Among the lines below, list those containing the string "tests".

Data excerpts
****************************************

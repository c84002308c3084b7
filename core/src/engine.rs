//! The planning engine: runs the reverse-funnel pipeline per business unit.
//!
//! EXECUTION ORDER (fixed, documented, never reordered):
//!   1. Distribution subsystem  (quarterly → monthly targets)
//!   2. Recurrence subsystem    (recurring base, revenue to sell; skipped
//!                               for units without a recurring component)
//!   3. Funnel subsystem        (stage volumes, floored and shifted investment)
//!   then, across all units:
//!   4. Aggregation             (summaries, consolidated view, published targets)
//!
//! RULES:
//!   - Each unit is an independent pure computation; units never share state.
//!   - Units run in unit-id order so event logs are reproducible.
//!   - A run with a configuration equal to the previous one returns the
//!     previous report without recomputing.

use crate::{
    aggregation,
    config::PlannerConfig,
    distribution_subsystem::DistributionSubsystem,
    error::FunnelResult,
    event::{EventLogEntry, PlanEvent},
    funnel_subsystem::{FunnelSubsystem, MonthlyFunnelRecord},
    recurrence_subsystem::RecurrenceSubsystem,
    report::{PlanReport, UnitPlanOutput},
    subsystem::{PlanSubsystem, UnitPlan},
    types::{quarter_totals, RunId, HORIZON},
};
use std::collections::BTreeMap;

pub struct PlanEngine {
    pub run_id:    RunId,
    subsystems:    Vec<Box<dyn PlanSubsystem>>,
    event_log:     Vec<EventLogEntry>,
    last_run:      Option<(PlannerConfig, PlanReport)>,
    runs_computed: u64,
}

impl PlanEngine {
    pub fn new(run_id: RunId) -> Self {
        Self {
            run_id,
            subsystems:    Vec::new(),
            event_log:     Vec::new(),
            last_run:      None,
            runs_computed: 0,
        }
    }

    /// Build a fully wired engine with all subsystems registered.
    /// Call this instead of new() + manual register() calls.
    pub fn build(run_id: RunId) -> Self {
        let mut engine = PlanEngine::new(run_id);

        // EXECUTION ORDER: fixed, documented, never reordered.
        engine.register(Box::new(DistributionSubsystem));
        engine.register(Box::new(RecurrenceSubsystem));
        engine.register(Box::new(FunnelSubsystem));
        engine
    }

    /// Register a subsystem. Call in the documented execution order.
    pub fn register(&mut self, subsystem: Box<dyn PlanSubsystem>) {
        self.subsystems.push(subsystem);
    }

    /// Plan every unit and aggregate. Returns the cached report when the
    /// configuration is unchanged since the last run.
    pub fn run(&mut self, config: &PlannerConfig) -> FunnelResult<PlanReport> {
        if let Some((last_config, last_report)) = &self.last_run {
            if last_config == config {
                log::debug!("{}: configuration unchanged, reusing last report", self.run_id);
                return Ok(last_report.clone());
            }
        }

        config.validate()?;

        let mut units = BTreeMap::new();
        for unit_id in config.units.keys() {
            let output = self.run_pipeline(config, unit_id)?;
            units.insert(unit_id.clone(), output);
        }

        let record_sets: Vec<&[MonthlyFunnelRecord]> =
            units.values().map(|u| u.records.as_slice()).collect();
        let consolidated = aggregation::consolidate(&record_sets);
        let consolidated_totals = aggregation::consolidated_totals(&consolidated);
        let published_targets = aggregation::publish_targets(
            units.iter().map(|(id, u)| (id.as_str(), u.records.as_slice())),
        );

        let completed = PlanEvent::RunCompleted {
            run_id:     self.run_id.clone(),
            unit_count: units.len(),
        };
        append_event(&mut self.event_log, &self.run_id, None, "engine", &completed)?;

        log::info!(
            "{}: {} units, investment {:.0}, revenue to sell {:.0}, ROI {:.2}",
            self.run_id,
            units.len(),
            consolidated_totals.total_investment,
            consolidated_totals.total_revenue_to_sell,
            consolidated_totals.roi
        );

        let report = PlanReport {
            run_id: self.run_id.clone(),
            units,
            consolidated,
            consolidated_totals,
            published_targets,
        };
        self.runs_computed += 1;
        self.last_run = Some((config.clone(), report.clone()));
        Ok(report)
    }

    /// Plan a single unit. Does not touch the cached report.
    pub fn run_unit(&mut self, config: &PlannerConfig, unit_id: &str) -> FunnelResult<UnitPlanOutput> {
        let unit = config.unit(unit_id)?;
        unit.validate()?;
        config.target_for(unit_id)?.validate(unit_id)?;
        self.run_pipeline(config, unit_id)
    }

    /// Number of runs that actually recomputed (cache hits excluded).
    pub fn runs_computed(&self) -> u64 {
        self.runs_computed
    }

    pub fn event_log(&self) -> &[EventLogEntry] {
        &self.event_log
    }

    /// Events recorded for one unit, in emission order.
    pub fn events_for_unit(&self, unit_id: &str) -> Vec<&EventLogEntry> {
        self.event_log
            .iter()
            .filter(|e| e.unit.as_deref() == Some(unit_id))
            .collect()
    }

    fn run_pipeline(&mut self, config: &PlannerConfig, unit_id: &str) -> FunnelResult<UnitPlanOutput> {
        let unit = config.unit(unit_id)?.clone();
        let target = config.target_for(unit_id)?;
        let mut plan = UnitPlan::new(unit, target);
        let mut unit_events: Vec<PlanEvent> = Vec::new();

        // Execute each subsystem in registration order.
        // Each subsystem sees all events emitted so far for this unit.
        for subsystem in &mut self.subsystems {
            let new_events = subsystem.update(&mut plan, &unit_events)?;
            for event in &new_events {
                append_event(&mut self.event_log, &self.run_id, Some(unit_id), subsystem.name(), event)?;
                log::debug!("{unit_id} [{}] {}", subsystem.name(), event.type_name());
            }
            unit_events.extend(new_events);
        }

        let summary = aggregation::summarize(&plan.unit, &plan.records);
        log::info!(
            "{}: target {:.0}, to sell {:.0}, leads {}, investment {:.0}, ROI {:.2}",
            unit_id,
            summary.totals.total_target_revenue,
            summary.totals.total_revenue_to_sell,
            summary.totals.total_leads,
            summary.totals.total_investment,
            summary.totals.roi
        );

        let monthly = plan.monthly_target.unwrap_or([0.0; HORIZON]);
        Ok(UnitPlanOutput {
            unit_id:        unit_id.to_string(),
            label:          plan.unit.label.clone(),
            quarter_totals: quarter_totals(&monthly),
            records:        plan.records,
            summary,
        })
    }
}

fn append_event(
    entries: &mut Vec<EventLogEntry>,
    run_id: &str,
    unit: Option<&str>,
    subsystem: &str,
    event: &PlanEvent,
) -> FunnelResult<()> {
    entries.push(EventLogEntry {
        seq:        entries.len() as u64,
        run_id:     run_id.to_string(),
        unit:       unit.map(str::to_string),
        subsystem:  subsystem.to_string(),
        event_type: event.type_name().to_string(),
        payload:    serde_json::to_string(event)?,
    });
    Ok(())
}
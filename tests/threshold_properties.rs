//! Property tests for the infection threshold and input validation

mod common;

use proptest::prelude::*;

use common::{reports_and_flag, seed_survivor, temp_engine};
use survivor_ledger::core::types::DEFAULT_MAX_LEVEL_LEN;
use survivor_ledger::{AfterInfection, ErrorKind, Inventory, SurvivorId, CONTAMINATION_THRESHOLD};

fn runtime() -> tokio::runtime::Runtime {
    tokio::runtime::Builder::new_current_thread()
        .enable_all()
        .build()
        .unwrap()
}

proptest! {
    #![proptest_config(ProptestConfig::with_cases(12))]

    /// Infected exactly when the number of accepted reports reaches the threshold
    #[test]
    fn prop_infected_iff_threshold_reached(attempts in 0u32..8, reject in any::<bool>()) {
        let policy = if reject { AfterInfection::Reject } else { AfterInfection::Accumulate };
        let (engine, _dir) = temp_engine(policy);
        let id = seed_survivor(&engine, 1, 0, false, true);

        let mut accepted = 0u32;
        runtime().block_on(async {
            for _ in 0..attempts {
                match engine.infection().submit_contamination_report(id).await {
                    Ok(_) => accepted += 1,
                    Err(err) => assert_eq!(err.kind(), ErrorKind::Conflict),
                }
            }
        });

        let (reports, infected) = reports_and_flag(&engine, id);
        prop_assert_eq!(reports, accepted);
        prop_assert_eq!(infected, attempts >= CONTAMINATION_THRESHOLD);
        if reject {
            prop_assert_eq!(accepted, attempts.min(CONTAMINATION_THRESHOLD));
        } else {
            prop_assert_eq!(accepted, attempts);
        }
    }

    #[test]
    fn prop_positive_ids_round_trip(raw in 1i64..=i64::MAX) {
        let id: SurvivorId = raw.to_string().parse().unwrap();
        prop_assert_eq!(id.get(), raw);
    }

    #[test]
    fn prop_non_positive_ids_rejected(raw in i64::MIN..=0i64) {
        let err = raw.to_string().parse::<SurvivorId>().unwrap_err();
        prop_assert_eq!(err.kind(), ErrorKind::Validation);
    }

    #[test]
    fn prop_short_labels_accepted(level in "[a-z]{1,32}") {
        let inventory = Inventory::new(level.clone(), level.clone(), level.clone(), level);
        prop_assert!(inventory.validate(DEFAULT_MAX_LEVEL_LEN).is_ok());
    }

    #[test]
    fn prop_long_labels_rejected(level in "[a-z]{33,64}") {
        let inventory = Inventory::new("low", "low", "low", level);
        let err = inventory.validate(DEFAULT_MAX_LEVEL_LEN).unwrap_err();
        prop_assert_eq!(err.kind(), ErrorKind::Validation);
    }
}
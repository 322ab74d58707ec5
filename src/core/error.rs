use std::time::Duration;

use thiserror::Error;

use crate::core::types::SurvivorId;

/// Coarse error classes surfaced to callers of the engine
#[derive(Debug, Clone, Copy, PartialEq, Eq)]
pub enum ErrorKind {
    /// Malformed identifier or payload, rejected before any store access
    Validation,
    /// Referenced survivor does not exist
    NotFound,
    /// Request conflicts with the survivor's current state
    Conflict,
    /// Store unreachable, query failure or deadline exhaustion
    Storage,
}

#[derive(Error, Debug)]
pub enum EngineError {
    #[error("Validation error: {0}")]
    Validation(String),

    #[error("Survivor not found: {0}")]
    NotFound(SurvivorId),

    #[error("Survivor {0} is already infected")]
    AlreadyInfected(SurvivorId),

    #[error("Storage error: {0}")]
    Storage(#[from] rusqlite::Error),

    #[error("Store operation exceeded its deadline of {budget:?}")]
    DeadlineExceeded { budget: Duration },

    #[error("Store operation cancelled by its caller")]
    Cancelled,

    #[error("Store worker failed: {0}")]
    Worker(String),

    #[error("Configuration error: {0}")]
    Config(String),

    #[error("IO error: {0}")]
    IoError(#[from] std::io::Error),

    #[error("Serialization error: {0}")]
    SerdeError(#[from] serde_json::Error),
}

impl EngineError {
    pub fn kind(&self) -> ErrorKind {
        match self {
            EngineError::Validation(_) | EngineError::Config(_) | EngineError::SerdeError(_) => {
                ErrorKind::Validation
            }
            EngineError::NotFound(_) => ErrorKind::NotFound,
            EngineError::AlreadyInfected(_) => ErrorKind::Conflict,
            EngineError::Storage(_)
            | EngineError::DeadlineExceeded { .. }
            | EngineError::Cancelled
            | EngineError::Worker(_)
            | EngineError::IoError(_) => ErrorKind::Storage,
        }
    }

    /// HTTP status a transport layer should answer with
    ///
    /// An already-infected survivor is reported as a bad request rather than
    /// 409, matching what existing clients of the flag endpoint expect.
    pub fn status_code(&self) -> u16 {
        match self.kind() {
            ErrorKind::Validation | ErrorKind::Conflict => 400,
            ErrorKind::NotFound => 404,
            ErrorKind::Storage => 500,
        }
    }

    /// True when the store reported that a statement was interrupted
    pub(crate) fn is_interrupt(&self) -> bool {
        matches!(
            self,
            EngineError::Storage(rusqlite::Error::SqliteFailure(err, _))
                if err.code == rusqlite::ErrorCode::OperationInterrupted
        )
    }
}

pub type Result<T> = std::result::Result<T, EngineError>;

#[cfg(test)]
mod tests {
    use super::*;

    #[test]
    fn test_kind_mapping() {
        let id = SurvivorId::new(7).unwrap();
        assert_eq!(EngineError::Validation("bad".into()).kind(), ErrorKind::Validation);
        assert_eq!(EngineError::NotFound(id).kind(), ErrorKind::NotFound);
        assert_eq!(EngineError::AlreadyInfected(id).kind(), ErrorKind::Conflict);
        assert_eq!(
            EngineError::DeadlineExceeded { budget: Duration::from_millis(5) }.kind(),
            ErrorKind::Storage
        );
        assert_eq!(EngineError::Cancelled.kind(), ErrorKind::Storage);
        assert_eq!(
            EngineError::Storage(rusqlite::Error::QueryReturnedNoRows).kind(),
            ErrorKind::Storage
        );
    }

    #[test]
    fn test_status_codes() {
        let id = SurvivorId::new(7).unwrap();
        assert_eq!(EngineError::Validation("bad".into()).status_code(), 400);
        assert_eq!(EngineError::AlreadyInfected(id).status_code(), 400);
        assert_eq!(EngineError::NotFound(id).status_code(), 404);
        assert_eq!(EngineError::Worker("panicked".into()).status_code(), 500);
    }

    #[test]
    fn test_display_names_survivor() {
        let id = SurvivorId::new(42).unwrap();
        assert_eq!(
            EngineError::AlreadyInfected(id).to_string(),
            "Survivor 42 is already infected"
        );
    }
}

****************************************

| Final answer |
filename tests/threshold_properties.rs
//! Property tests for the infection threshold and input validation
mod tests {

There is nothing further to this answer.